## Records from a data collection
· · · · · · ·

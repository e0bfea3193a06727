//! Integration tests for a full session driven through the store

use std::sync::Arc;

use chatdeck::ui::layout::{ActiveTab, Panel};
use chatdeck::ui::notifications::{NotificationInput, NOTIFICATION_LIMIT};
use chatdeck::ui::{Action, Theme, ViewportSize};
use chatdeck::MemoryStore;
use serde_json::json;
use uuid::Uuid;

use super::common::determinism::test_now;
use super::common::fixtures::deterministic_store;

/// A realistic session: notifications, a tab switch, a phone-sized window
#[test]
fn test_session_flow() {
    let mut store = deterministic_store(Arc::new(MemoryStore::new()));

    store.dispatch(Action::AddNotification(NotificationInput::new(
        "New message",
        "Ada: lunch?",
    )));
    store.dispatch(Action::SetActiveTab(ActiveTab::Contacts));
    store.dispatch(Action::SetPanelOpen {
        panel: Panel::Contacts,
        open: true,
    });
    store.dispatch(Action::UpdateViewportSize(ViewportSize::new(500, 900)));

    let state = store.snapshot();
    let notification = &state.notifications.notifications[0];
    assert_eq!(notification.id.0, Uuid::from_u128(1));
    assert_eq!(notification.created_at, test_now());

    assert_eq!(state.layout.active_tab, ActiveTab::Contacts);
    assert!(state.viewport.is_mobile());
    assert!(state.layout.sidebar_collapsed);
    assert!(state.layout.chat_panel_open);
    assert!(!state.layout.contacts_panel_open);
}

#[test]
fn test_notification_cap_through_store() {
    let mut store = deterministic_store(Arc::new(MemoryStore::new()));
    for i in 0..(NOTIFICATION_LIMIT + 10) {
        store.dispatch(Action::AddNotification(NotificationInput::new(
            format!("n{i}"),
            "",
        )));
    }

    let state = store.snapshot();
    let list = &state.notifications.notifications;
    assert_eq!(list.len(), NOTIFICATION_LIMIT);
    assert_eq!(list[0].title, "n59");
    assert_eq!(list[NOTIFICATION_LIMIT - 1].title, "n10");
}

#[test]
fn test_actions_from_json_lines() {
    let mut store = deterministic_store(Arc::new(MemoryStore::new()));
    let lines = [
        json!({"type": "set_theme", "payload": "dark"}),
        json!({"type": "update_global_search", "payload": "ada"}),
        json!({"type": "save_scroll_position", "payload": {"component": "chat-9", "position": 42.0}}),
        json!({"type": "open_modal", "payload": {"modal": "new-group"}}),
    ];
    for line in lines {
        let action: Action = serde_json::from_value(line).unwrap();
        store.dispatch(action);
    }

    let state = store.snapshot();
    assert_eq!(state.theme, Theme::Dark);
    assert_eq!(state.search.history, vec!["ada"]);
    assert_eq!(store.get_scroll_position("chat-9"), 42.0);
    assert_eq!(
        state.layout.active_modal.as_ref().map(|m| m.modal.as_str()),
        Some("new-group")
    );
}

#[test]
fn test_reset_through_store() {
    let mut store = deterministic_store(Arc::new(MemoryStore::new()));
    store.dispatch(Action::ToggleTheme);
    store.dispatch(Action::AddNotification(NotificationInput::new("x", "")));
    store.dispatch(Action::SetGlobalLoading(true));
    store.dispatch(Action::ResetUiState);

    let state = store.snapshot();
    assert_eq!(state.theme, Theme::Dark);
    assert!(state.notifications.notifications.is_empty());
    assert!(!state.status.global_loading);
    assert_eq!(store.resolve_shortcut("Ctrl+K"), Some("search"));
}

#[tokio::test]
async fn test_subscriber_wakes_on_dispatch() {
    let mut store = deterministic_store(Arc::new(MemoryStore::new()));
    let mut rx = store.subscribe();

    let waiter = tokio::spawn(async move {
        rx.changed().await.unwrap();
        let online = rx.borrow().environment.online;
        online
    });

    store.dispatch(Action::SetOnlineStatus(false));

    assert!(!waiter.await.unwrap());
}

/// Search-as-you-type: only the last query of a burst reaches the store
#[tokio::test(start_paused = true)]
async fn test_debounced_search_dispatch() {
    use std::time::Duration;

    use chatdeck::{Config, Debouncer};
    use parking_lot::Mutex;

    let config = Config::default();
    let store = Arc::new(Mutex::new(deterministic_store(Arc::new(MemoryStore::new()))));
    let mut debouncer = Debouncer::new(config.search_debounce);

    for query in ["a", "ad", "ada"] {
        let store = Arc::clone(&store);
        let query = query.to_string();
        debouncer.schedule(async move {
            store.lock().dispatch(Action::UpdateGlobalSearch(query));
        });
        tokio::time::sleep(Duration::from_millis(50)).await;
    }

    tokio::time::sleep(config.search_debounce * 2).await;

    let state = store.lock().snapshot();
    assert_eq!(state.search.global_query, "ada");
    assert_eq!(state.search.history, vec!["ada"]);
    assert!(!debouncer.is_pending());
}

· · · · · · ·

## Exercise
Work through the entries above line by line, counting each one that includes the word "await", and give the final number only.

## Result below
4